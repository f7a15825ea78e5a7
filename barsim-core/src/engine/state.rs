//! Simulation configuration, driver state, and run result types.

use crate::domain::{ClosedTrade, EquityPoint, HoldingsSnapshot, Order, PositionSnapshot};
use crate::engine::execution::{CommissionConfig, ExecutionConfig};
use crate::portfolio::Portfolio;
use serde::{Deserialize, Serialize};
use thiserror::Error;

#[derive(Debug, Error, PartialEq)]
pub enum ConfigError {
    #[error("initial capital must be positive, got {0}")]
    InvalidCapital(f64),

    #[error("participation_pct must be in (0, 1], got {0}")]
    InvalidParticipation(f64),

    #[error("slippage_bps must be finite and non-negative, got {0}")]
    InvalidSlippage(f64),

    #[error("commission parameters must be finite and non-negative")]
    InvalidCommission,
}

/// Configuration for a single simulation run.
#[derive(Debug, Clone, PartialEq, Serialize, Deserialize)]
#[serde(default)]
pub struct SimulationConfig {
    pub initial_capital: f64,
    /// Shares ordered when a signal carries no sizing.
    pub default_quantity: u64,
    pub execution: ExecutionConfig,
    pub commission: CommissionConfig,
}

impl Default for SimulationConfig {
    fn default() -> Self {
        Self {
            initial_capital: 100_000.0,
            default_quantity: 100,
            execution: ExecutionConfig::default(),
            commission: CommissionConfig::default(),
        }
    }
}

impl SimulationConfig {
    pub fn new(initial_capital: f64) -> Self {
        Self {
            initial_capital,
            ..Self::default()
        }
    }

    pub fn validate(&self) -> Result<(), ConfigError> {
        if !self.initial_capital.is_finite() || self.initial_capital <= 0.0 {
            return Err(ConfigError::InvalidCapital(self.initial_capital));
        }
        let pct = self.execution.participation_pct;
        if !(pct > 0.0 && pct <= 1.0) {
            return Err(ConfigError::InvalidParticipation(pct));
        }
        let slip = self.execution.slippage_bps;
        if !slip.is_finite() || slip < 0.0 {
            return Err(ConfigError::InvalidSlippage(slip));
        }
        if !self.commission.is_valid() {
            return Err(ConfigError::InvalidCommission);
        }
        Ok(())
    }
}

/// Driver state machine.
#[derive(Debug, Clone, Copy, PartialEq, Eq, Serialize, Deserialize)]
#[serde(rename_all = "SCREAMING_SNAKE_CASE")]
pub enum SimulationState {
    Running,
    Halted,
}

/// Event counters for one run.
#[derive(Debug, Clone, Copy, Default, PartialEq, Eq, Serialize, Deserialize)]
pub struct RunCounters {
    /// Market events processed.
    pub bars: usize,
    pub signals: usize,
    /// Orders accepted into the resting set.
    pub orders: usize,
    pub rejected_orders: usize,
    pub fills: usize,
    /// Cancel requests that removed a resting order.
    pub cancels: usize,
    /// Events whose handling failed and was logged.
    pub event_errors: usize,
}

/// Result of a complete simulation run.
#[derive(Debug)]
pub struct RunResult {
    pub portfolio: Portfolio,
    /// Orders still resting when the source ran out.
    pub resting_orders: Vec<Order>,
    pub counters: RunCounters,
    pub state: SimulationState,
}

impl RunResult {
    pub fn position_history(&self) -> &[PositionSnapshot] {
        self.portfolio.position_history()
    }

    pub fn holdings_history(&self) -> &[HoldingsSnapshot] {
        self.portfolio.holdings_history()
    }

    pub fn closed_trades(&self) -> &[ClosedTrade] {
        self.portfolio.closed_trades()
    }

    pub fn equity_curve(&self) -> Vec<EquityPoint> {
        self.portfolio.equity_curve()
    }

    /// Total of the last holdings row, or initial capital if none.
    pub fn final_equity(&self) -> f64 {
        self.holdings_history()
            .last()
            .map_or(self.portfolio.initial_capital(), |h| h.total)
    }
}
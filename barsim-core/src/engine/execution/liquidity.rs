//! Liquidity constraint: participation limit per bar.
//!
//! Limits the fill quantity to a fraction of the bar's volume. The unfilled
//! remainder keeps resting and is retried on the next bar. Each order is
//! capped on its own; orders on the same symbol do not share the bar's volume.

/// Participation cap as a fraction of bar volume.
#[derive(Debug, Clone, Copy, PartialEq)]
pub struct LiquidityPolicy {
    /// In (0, 1]. Example: 0.10 means fill at most 10% of the bar's volume.
    pub participation_pct: f64,
}

impl LiquidityPolicy {
    pub fn new(participation_pct: f64) -> Self {
        debug_assert!(
            participation_pct > 0.0 && participation_pct <= 1.0,
            "participation rate must be in (0, 1]"
        );
        Self { participation_pct }
    }

    /// No cap beyond the bar's own volume.
    pub fn unlimited() -> Self {
        Self::new(1.0)
    }

    /// `floor(volume * participation_pct)`.
    pub fn max_fill_qty(&self, bar_volume: f64) -> u64 {
        let cap = (bar_volume * self.participation_pct).floor();
        if cap.is_finite() && cap > 0.0 {
            cap as u64
        } else {
            0
        }
    }

    /// Apply the cap to a remaining quantity.
    ///
    /// Returns `(fill_qty, remainder_qty)`.
    pub fn constrain(&self, remaining: u64, bar_volume: f64) -> (u64, u64) {
        let fill = remaining.min(self.max_fill_qty(bar_volume));
        (fill, remaining - fill)
    }
}

impl Default for LiquidityPolicy {
    fn default() -> Self {
        Self::unlimited()
    }
}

- - -

> [What the task requires]
Looking at the data above, return every line from the one with "use crate::portfolio::Portfolio;" down to the one with "parameters must be", exactly and inclusively.

> [Answer for the task]
use crate::portfolio::Portfolio;
use serde::{Deserialize, Serialize};
use thiserror::Error;

#[derive(Debug, Error, PartialEq)]
pub enum ConfigError {
    #[error("initial capital must be positive, got {0}")]
    InvalidCapital(f64),

    #[error("participation_pct must be in (0, 1], got {0}")]
    InvalidParticipation(f64),

    #[error("slippage_bps must be finite and non-negative, got {0}")]
    InvalidSlippage(f64),

    #[error("commission parameters must be finite and non-negative")]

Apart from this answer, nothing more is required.